Accounting, I admit, is not the normal stuff of true-crime drama. But among accused finaglers walking perplike into court, former bean counters at accounting firm KPMG have more cause than most to question White House tactics against financial fraud.
The crime the accountants stand accused of is peddling iffy tax shelters, arcane financial deals that shield income from the IRS. Shelters are O.K. if they serve a true business purpose, and the KPMG gang insisted that its did. Yet over the past four years, the accountants have taken a prosecutorial beating. A Senate subcommittee publicly grilled them. The Justice Department suggested they blab without their lawyers present. KPMG, bending to government pressure, stopped covering its employees' crushing legal bills. And all this happened before any court ruled the tax shelters improper.
It has made the Bush Administration look tough on financial fraud. The accountants seem headed for criminal trials, and KPMG coughed up $456 million to settle separately with the government. Yet just when we're prepared to be impressed, the White House pulls a U-turn.
On Feb. 9, the chief accountant for the Securities and Exchange Commission (SEC) said the agency was considering how to shield accounting firms from civil litigation because--get this--the Administration doesn't want the Big Four firms to become the Big Three. So, on the one hand, the Justice Department is squeezing KPMG and its former employees within an inch of their professional lives. On the other hand, the SEC is pushing for limits on lawsuits that might hurt firms like KPMG. Talk about mixed messages.
Assuming that the White House isn't just confused, its behavior amounts to policing the financial world through criminal prosecutions rather than lawsuits filed by shareholders. Could that work?
Joseph Grundfest, a Stanford Law School professor, attributes a recent drop in shareholder lawsuits to aggressive government enforcement following the Enron fraud. But others say Grundfest discounts more likely causes: a relatively steady stock market and the criminal investigation of the law firm that files most shareholder suits. And even if he's right, a strategy of criminal prosecution is still a bad idea.
Consider KPMG. From 1997 to 2001, the firm sold four types of shelters that helped clients avoid taxes by doing things like putting income temporarily in a tax-exempt entity. The transactions were so complex, it was hard to see a purpose other than skirting taxes. Although the IRS ruled them potentially improper in 2000, experts disagreed about their legality.
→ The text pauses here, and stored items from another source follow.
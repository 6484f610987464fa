//! Affective agent — persistent cognitive state and the step engine.
//!
//! # Architecture
//!
//! ```text
//! driver ── step(reward, context, observation) ──▶ StepEngine
//!                                                   │  ScratchScope (per-step handles)
//!                                                   ├─ EmotionPredictor::predict
//!                                                   ├─ VarianceMonitor::observe
//!                                                   └─ AgentState commit (2 persistent handles)
//!        ◀── StepResult { emotion, trustScore, integrationParam, valid }
//! ```

pub mod engine;
pub mod state;

pub use engine::{StepEngine, StepResult, CLIP_BOUND, MAX_INTEGRATION_DELTA};
pub use state::{AgentSnapshot, AgentState, BELIEF_DIM};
In any event, KPMG's reluctance to let regulators inspect backup documents pushed the feds' buttons. By 2004, Justice had launched a criminal investigation. A federal indictment helped kill Enron's auditor, Arthur Andersen, in 2002, so KPMG tried to avoid indictment by doing pretty much whatever the government wanted. That included cutting off the payment of legal fees for indicted employees. The groveling worked for KPMG, which dodged indictment, but not for the 16 indicted employees, who couldn't afford their lawyers. A New York federal judge ruled that they could sue KPMG for their legal bills (KPMG has appealed the ruling) and slammed the prosecution for denying them the right to counsel: "The government ... has let its zeal get in the way of its judgment. It has violated the Constitution it is sworn to defend."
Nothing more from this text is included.